In this wireless, tech world, parents need to be proactive in connecting with their teens through real conversation.
By Kathy Koch


Connectivity has taken on new meanings in our age of digital tools. We need to be hooked up to the web, linked in with colleagues, and interfacing with other computers. We're uploading and downloading and storing information in a Cloud! It's a whole new world of connectivity.

Being connected through our technology may make sense, but the human heart will always long for the deeper connection of person-to-person. Everywhere I go I meet parents and grandparents, aunts, uncles, older siblings, teachers, church volunteers, and pastors who want to connect more often and more deeply with their children and grandchildren.

Screens are mesmerizing! It's hard to pull our eyes off them to register what's going on around us to make eye contact with the living, breathing people near at hand.

A 7-year-old girl talks about wanting her parents' attention: "A lot of time when my parents are home and on their computers, I feel like I'm not here, because they pretend like I'm not there … they're like not even talking to me, they just are ignoring me. I feel like, ughhh, sad (sigh)."

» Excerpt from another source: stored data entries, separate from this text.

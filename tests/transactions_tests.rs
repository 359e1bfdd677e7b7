// Copyright (c) AlphaVelocity.
// All rights reserved.
//
// This source code is licensed under the license found in the
// LICENSE file in the root directory of this source tree.

use chrono::NaiveDate;
use moneystreak::clock::FixedClock;
use moneystreak::commands::{self, transactions};
use moneystreak::db::{StoreName, init_schema, load_store};
use moneystreak::models::{Budget, Transaction};
use moneystreak::cli;
use rusqlite::Connection;
use rust_decimal::Decimal;

fn clock() -> FixedClock {
    FixedClock::new(
        NaiveDate::from_ymd_opt(2025, 3, 10)
            .unwrap()
            .and_hms_opt(18, 30, 0)
            .unwrap(),
    )
}

fn setup() -> Connection {
    let conn = Connection::open_in_memory().unwrap();
    init_schema(&conn).unwrap();
    commands::init(&conn).unwrap();
    conn
}

fn run(conn: &Connection, args: &[&str]) {
    let mut argv = vec!["moneystreak"];
    argv.extend_from_slice(args);
    let matches = cli::build_cli().get_matches_from(argv);
    let clock = clock();
    match matches.subcommand() {
        Some(("tx", sub)) => transactions::handle(conn, &clock, sub).unwrap(),
        Some(("budget", sub)) => commands::budgets::handle(conn, &clock, sub).unwrap(),
        Some(("category", sub)) => commands::categories::handle(conn, sub).unwrap(),
        other => panic!("unexpected command {:?}", other.map(|(name, _)| name)),
    }
}

fn list(conn: &Connection, args: &[&str]) -> Vec<transactions::TransactionRow> {
    let mut argv = vec!["moneystreak", "tx", "list"];
    argv.extend_from_slice(args);
    let matches = cli::build_cli().get_matches_from(argv);
    if let Some(("tx", tx_m)) = matches.subcommand() {
        if let Some(("list", list_m)) = tx_m.subcommand() {
            return transactions::query_rows(conn, list_m).unwrap();
        }
    }
    panic!("no tx list subcommand");
}

#[test]
fn add_defaults_to_now_and_lists_newest_first() {
    let conn = setup();
    run(&conn, &["tx", "add", "--type", "expense", "--amount", "45000", "--category", "Food & Beverage", "--date", "2025-03-01"]);
    run(&conn, &["tx", "add", "--type", "income", "--amount", "15000000", "--category", "Salary", "--date", "2025-03-05 09:00"]);
    run(&conn, &["tx", "add", "--type", "expense", "--amount", "12000", "--category", "Transportation", "--note", "bus"]);

    let rows = list(&conn, &[]);
    assert_eq!(rows.len(), 3);
    assert_eq!(rows[0].date, "2025-03-10 18:30");
    assert_eq!(rows[0].note, "bus");
    assert_eq!(rows[2].category, "Food & Beverage");

    let limited = list(&conn, &["--limit", "2"]);
    assert_eq!(limited.len(), 2);
    assert_eq!(limited[1].r#type, "income");
}

#[test]
fn list_filters_combine() {
    let conn = setup();
    run(&conn, &["tx", "add", "--type", "expense", "--amount", "10", "--category", "Shopping", "--date", "2025-02-27"]);
    run(&conn, &["tx", "add", "--type", "expense", "--amount", "20", "--category", "Shopping", "--date", "2025-03-02"]);
    run(&conn, &["tx", "add", "--type", "expense", "--amount", "30", "--category", "Housing", "--date", "2025-03-03"]);

    assert_eq!(list(&conn, &["--month", "2025-03"]).len(), 2);
    let shopping = list(&conn, &["--month", "2025-03", "--category", "Shopping"]);
    assert_eq!(shopping.len(), 1);
    assert_eq!(shopping[0].amount, "20");
    assert!(list(&conn, &["--type", "income"]).is_empty());
}

#[test]
fn expenses_update_the_current_month_budget() {
    let conn = setup();
    run(&conn, &["budget", "add", "--category", "Food & Beverage", "--limit", "100000"]);
    run(&conn, &["tx", "add", "--type", "expense", "--amount", "50000", "--category", "Food & Beverage"]);
    run(&conn, &["tx", "add", "--type", "expense", "--amount", "30000", "--category", "Food & Beverage"]);

    let budgets: Vec<Budget> = load_store(&conn, StoreName::Budgets).unwrap();
    assert_eq!(budgets.len(), 1);
    assert_eq!(budgets[0].month, "2025-03");
    assert_eq!(budgets[0].spent, Decimal::from(80_000));
}

#[test]
fn edit_and_remove_by_id_prefix() {
    let conn = setup();
    run(&conn, &["tx", "add", "--type", "expense", "--amount", "99", "--category", "Others"]);
    let txs: Vec<Transaction> = load_store(&conn, StoreName::Transactions).unwrap();
    let prefix = &txs[0].id[..8];

    run(&conn, &["tx", "edit", "--id", prefix, "--amount", "120", "--note", "fixed"]);
    let txs: Vec<Transaction> = load_store(&conn, StoreName::Transactions).unwrap();
    assert_eq!(txs[0].amount, Decimal::from(120));
    assert_eq!(txs[0].note, "fixed");

    run(&conn, &["tx", "rm", "--id", prefix]);
    let txs: Vec<Transaction> = load_store(&conn, StoreName::Transactions).unwrap();
    assert!(txs.is_empty());
}

#[test]
fn unknown_category_is_an_error() {
    let conn = setup();
    let matches = cli::build_cli().get_matches_from([
        "moneystreak", "tx", "add", "--type", "expense", "--amount", "1", "--category", "Nope",
    ]);
    let Some(("tx", sub)) = matches.subcommand() else {
        panic!("no tx subcommand");
    };
    assert!(transactions::handle(&conn, &clock(), sub).is_err());
    assert!(list(&conn, &[]).is_empty());
}

#[test]
fn non_positive_amounts_are_rejected() {
    let conn = setup();
    let matches = cli::build_cli().get_matches_from([
        "moneystreak", "tx", "add", "--type", "expense", "--amount", "0", "--category", "Others",
    ]);
    let Some(("tx", sub)) = matches.subcommand() else {
        panic!("no tx subcommand");
    };
    assert!(transactions::handle(&conn, &clock(), sub).is_err());
}

#[test]
fn failed_budget_write_rolls_back_the_transaction() {
    let conn = setup();
    conn.execute_batch(
        "CREATE TRIGGER lock_budgets_insert BEFORE INSERT ON stores WHEN NEW.name = 'budgets'
         BEGIN SELECT RAISE(ABORT, 'budgets locked'); END;
         CREATE TRIGGER lock_budgets_update BEFORE UPDATE ON stores WHEN NEW.name = 'budgets'
         BEGIN SELECT RAISE(ABORT, 'budgets locked'); END;",
    )
    .unwrap();
    let matches = cli::build_cli().get_matches_from([
        "moneystreak", "tx", "add", "--type", "expense", "--amount", "25", "--category", "Others",
    ]);
    let Some(("tx", sub)) = matches.subcommand() else {
        panic!("no tx subcommand");
    };
    assert!(transactions::handle(&conn, &clock(), sub).is_err());
    let txs: Vec<Transaction> = load_store(&conn, StoreName::Transactions).unwrap();
    assert!(txs.is_empty());
}
// Copyright (c) 2025 Soumyadip Sarkar.
// All rights reserved.
//
// This source code is licensed under the license found in the
// LICENSE file in the root directory of this source tree.

use crate::errors::FinanceResult;
use anyhow::{Context, Result};
use directories::ProjectDirs;
use once_cell::sync::Lazy;
use rusqlite::{Connection, OptionalExtension, params};
use serde::Serialize;
use serde::de::DeserializeOwned;
use std::fs;
use std::path::PathBuf;

static APP: Lazy<(&str, &str, &str)> =
    Lazy::new(|| ("com.alphavelocity", "Moneystreak", "moneystreak"));

pub const DB_ENV: &str = "MONEYSTREAK_DB";

/// Named JSON documents kept in the `stores` table.
#[derive(Debug, Clone, Copy, PartialEq, Eq)]
pub enum StoreName {
    Transactions,
    Budgets,
    DebtLoans,
    Subscriptions,
    Wishlist,
    Streak,
    Settings,
    Categories,
}

impl StoreName {
    pub const ALL: [StoreName; 8] = [
        StoreName::Transactions,
        StoreName::Budgets,
        StoreName::DebtLoans,
        StoreName::Subscriptions,
        StoreName::Wishlist,
        StoreName::Streak,
        StoreName::Settings,
        StoreName::Categories,
    ];

    pub fn as_str(&self) -> &'static str {
        match self {
            StoreName::Transactions => "transactions",
            StoreName::Budgets => "budgets",
            StoreName::DebtLoans => "debtLoans",
            StoreName::Subscriptions => "subscriptions",
            StoreName::Wishlist => "wishlist",
            StoreName::Streak => "streak",
            StoreName::Settings => "settings",
            StoreName::Categories => "categories",
        }
    }
}

pub fn db_path() -> Result<PathBuf> {
    if let Ok(custom) = std::env::var(DB_ENV) {
        return Ok(PathBuf::from(custom));
    }
    let proj = ProjectDirs::from(APP.0, APP.1, APP.2)
        .context("Could not determine platform-specific data dir")?;
    let data_dir = proj.data_dir();
    fs::create_dir_all(data_dir).context("Failed to create data dir")?;
    Ok(data_dir.join("moneystreak.sqlite"))
}

pub fn open_or_init() -> Result<Connection> {
    let path = db_path()?;
    let conn =
        Connection::open(&path).with_context(|| format!("Open DB at {}", path.display()))?;
    init_schema(&conn)?;
    tracing::debug!(path = %path.display(), "Store opened");
    Ok(conn)
}

pub fn init_schema(conn: &Connection) -> Result<()> {
    conn.execute_batch(
        r#"
    CREATE TABLE IF NOT EXISTS stores(
        name TEXT PRIMARY KEY,
        value TEXT NOT NULL,
        updated_at TEXT NOT NULL DEFAULT (datetime('now'))
    );
    "#,
    )?;
    Ok(())
}

/// Loads a store, or its default when nothing was saved yet.
pub fn load_store<T: DeserializeOwned + Default>(conn: &Connection, name: StoreName) -> FinanceResult<T> {
    let raw: Option<String> = conn
        .query_row(
            "SELECT value FROM stores WHERE name=?1",
            params![name.as_str()],
            |r| r.get(0),
        )
        .optional()?;
    tracing::debug!(store = name.as_str(), found = raw.is_some(), "Store loaded");
    match raw {
        Some(json) => Ok(serde_json::from_str(&json)?),
        None => Ok(T::default()),
    }
}

/// Replaces a store wholesale; the last write wins.
pub fn save_store<T: Serialize>(conn: &Connection, name: StoreName, value: &T) -> FinanceResult<()> {
    let json = serde_json::to_string(value)?;
    conn.execute(
        "INSERT INTO stores(name, value, updated_at) VALUES (?1, ?2, datetime('now'))
         ON CONFLICT(name) DO UPDATE SET value=excluded.value, updated_at=excluded.updated_at",
        params![name.as_str(), json],
    )?;
    tracing::debug!(store = name.as_str(), bytes = json.len(), "Store saved");
    Ok(())
}

/// Names of stores that currently hold data.
pub fn saved_stores(conn: &Connection) -> FinanceResult<Vec<String>> {
    let mut stmt = conn.prepare("SELECT name FROM stores ORDER BY name")?;
    let rows = stmt.query_map([], |r| r.get::<_, String>(0))?;
    let mut names = Vec::new();
    for row in rows {
        names.push(row?);
    }
    Ok(names)
}
// Copyright (c) 2025 Soumyadip Sarkar.
// All rights reserved.
//
// This source code is licensed under the license found in the
// LICENSE file in the root directory of this source tree.

use crate::clock::Clock;
use crate::commands::categories::resolve_category_id;
use crate::commands::settings::current;
use crate::commands::{load, save};
use crate::db::StoreName;
use crate::finance::aggregate::{period_summary, spending_on};
use crate::finance::budget::{
    category_name, create_budget, daily_budget_from_balance, daily_budget_from_limits,
    delete_budget, evaluate, safe_to_spend, set_limit,
};
use crate::finance::period::{PeriodKind, month_key, resolve_period};
use crate::models::{Budget, Category, Transaction};
use crate::utils::{
    fmt_money, maybe_print_json, parse_amount, parse_month, pretty_table, resolve_id, short_id,
};
use anyhow::Result;
use rust_decimal::Decimal;
use rusqlite::Connection;

pub fn handle(conn: &Connection, clock: &dyn Clock, m: &clap::ArgMatches) -> Result<()> {
    match m.subcommand() {
        Some(("add", sub)) => {
            let cats: Vec<Category> = load(conn, StoreName::Categories)?;
            let category_id = resolve_category_id(&cats, sub.get_one::<String>("category").unwrap())?;
            let limit = parse_amount(sub.get_one::<String>("limit").unwrap())?;
            let month = month_arg(sub, clock)?;
            let mut budgets: Vec<Budget> = load(conn, StoreName::Budgets)?;
            let budget = create_budget(&budgets, &category_id, limit, &month, clock.now())?;
            println!(
                "Budget for '{}' in {} set to {}",
                category_name(&cats, &category_id).unwrap_or_default(),
                budget.month,
                budget.limit
            );
            budgets.push(budget);
            save(conn, StoreName::Budgets, &budgets)?;
        }
        Some(("limit", sub)) => {
            let mut budgets: Vec<Budget> = load(conn, StoreName::Budgets)?;
            let id = resolve_id(
                budgets.iter().map(|b| b.id.as_str()),
                sub.get_one::<String>("id").unwrap(),
                "Budget",
            )?;
            let limit = parse_amount(sub.get_one::<String>("limit").unwrap())?;
            set_limit(&mut budgets, &id, limit)?;
            save(conn, StoreName::Budgets, &budgets)?;
            println!("Budget {} limit changed to {}", short_id(&id), limit);
        }
        Some(("list", sub)) => {
            let month = month_arg(sub, clock)?;
            let budgets: Vec<Budget> = load(conn, StoreName::Budgets)?;
            let cats: Vec<Category> = load(conn, StoreName::Categories)?;
            let rows: Vec<&Budget> = budgets.iter().filter(|b| b.month == month).collect();
            if !maybe_print_json(sub.get_flag("json"), sub.get_flag("jsonl"), &rows)? {
                let ccy = current(conn)?.currency;
                let data = rows
                    .iter()
                    .map(|b| {
                        vec![
                            short_id(&b.id),
                            b.month.clone(),
                            category_name(&cats, &b.category_id)
                                .unwrap_or("(deleted)")
                                .to_string(),
                            fmt_money(&b.limit, &ccy),
                            fmt_money(&b.spent, &ccy),
                        ]
                    })
                    .collect();
                println!(
                    "{}",
                    pretty_table(&["ID", "Month", "Category", "Limit", "Recorded"], data)
                );
            }
        }
        Some(("status", sub)) => {
            let month = month_arg(sub, clock)?;
            let budgets: Vec<Budget> = load(conn, StoreName::Budgets)?;
            let cats: Vec<Category> = load(conn, StoreName::Categories)?;
            let txs: Vec<Transaction> = load(conn, StoreName::Transactions)?;
            let data = evaluate(&budgets, &cats, &txs, &month);
            if !maybe_print_json(sub.get_flag("json"), sub.get_flag("jsonl"), &data)? {
                let ccy = current(conn)?.currency;
                let rows = data
                    .iter()
                    .map(|s| {
                        vec![
                            s.category_name.clone(),
                            fmt_money(&s.limit, &ccy),
                            fmt_money(&s.spent, &ccy),
                            fmt_money(&s.remaining, &ccy),
                            format!("{}%", s.percentage.round_dp(1)),
                            s.level.as_str().to_string(),
                        ]
                    })
                    .collect();
                println!(
                    "{}",
                    pretty_table(
                        &["Category", "Limit", "Spent", "Remaining", "Used", "Status"],
                        rows
                    )
                );
            }
        }
        Some(("safe", sub)) => {
            let txs: Vec<Transaction> = load(conn, StoreName::Transactions)?;
            let daily = daily_budget(conn, clock, &txs, "balance")?.unwrap_or(Decimal::ZERO);
            let s = safe_to_spend(daily, spending_on(&txs, clock.today()));
            if !maybe_print_json(sub.get_flag("json"), sub.get_flag("jsonl"), &s)? {
                let ccy = current(conn)?.currency;
                println!("Daily budget: {}", fmt_money(&s.daily_budget, &ccy));
                println!("Spent today:  {}", fmt_money(&s.spent_today, &ccy));
                if s.over_by > Decimal::ZERO {
                    println!("Over by:      {}", fmt_money(&s.over_by, &ccy));
                } else {
                    println!("Left today:   {}", fmt_money(&s.left_today, &ccy));
                }
            }
        }
        Some(("rm", sub)) => {
            let mut budgets: Vec<Budget> = load(conn, StoreName::Budgets)?;
            let id = resolve_id(
                budgets.iter().map(|b| b.id.as_str()),
                sub.get_one::<String>("id").unwrap(),
                "Budget",
            )?;
            let removed = delete_budget(&mut budgets, &id)?;
            save(conn, StoreName::Budgets, &budgets)?;
            println!("Deleted budget {} for {}", short_id(&removed.id), removed.month);
        }
        _ => {}
    }
    Ok(())
}

fn month_arg(sub: &clap::ArgMatches, clock: &dyn Clock) -> Result<String> {
    match sub.get_one::<String>("month") {
        Some(m) => parse_month(m),
        None => Ok(month_key(clock.today())),
    }
}

/// Daily budget for today. `balance` spreads the fiscal-month balance over
/// the days left; `budgets` spreads this month's limits over 30 days.
pub(crate) fn daily_budget(
    conn: &Connection,
    clock: &dyn Clock,
    txs: &[Transaction],
    basis: &str,
) -> Result<Option<Decimal>> {
    let today = clock.today();
    match basis {
        "budgets" => {
            let budgets: Vec<Budget> = load(conn, StoreName::Budgets)?;
            Ok(daily_budget_from_limits(&budgets, &month_key(today)))
        }
        _ => {
            let settings = current(conn)?;
            let window = resolve_period(clock.now(), PeriodKind::Month, settings.start_day_of_month);
            let s = period_summary(txs, &window);
            Ok(Some(daily_budget_from_balance(s.income, s.expense, today)))
        }
    }
}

Parents and young people can make adjustments in personal behaviors and family patterns that will promote a higher probability of connecting meaningfully. That deep connection will enable us to pass on our values and Christian worldview, talk openly about God and our faith journey, bring up character concerns, and talk about the value of teachers, wisdom, and authority.

Children of all ages tell me they want and need to connect with their parents. They want to know and feel that parents care about them, their friends, and their activities. Having easygoing and meaningful conversations is an important way to do this. It takes skill and will—ability and strong desire.

Although technology can make connecting challenging, it's also true that online interactions can strengthen offline conversations. This is especially true if our relationships are already healthy. Connecting with our teens through social media, texting, FaceTime, and email positively affects teens' view of themselves and our face-to-face interactions.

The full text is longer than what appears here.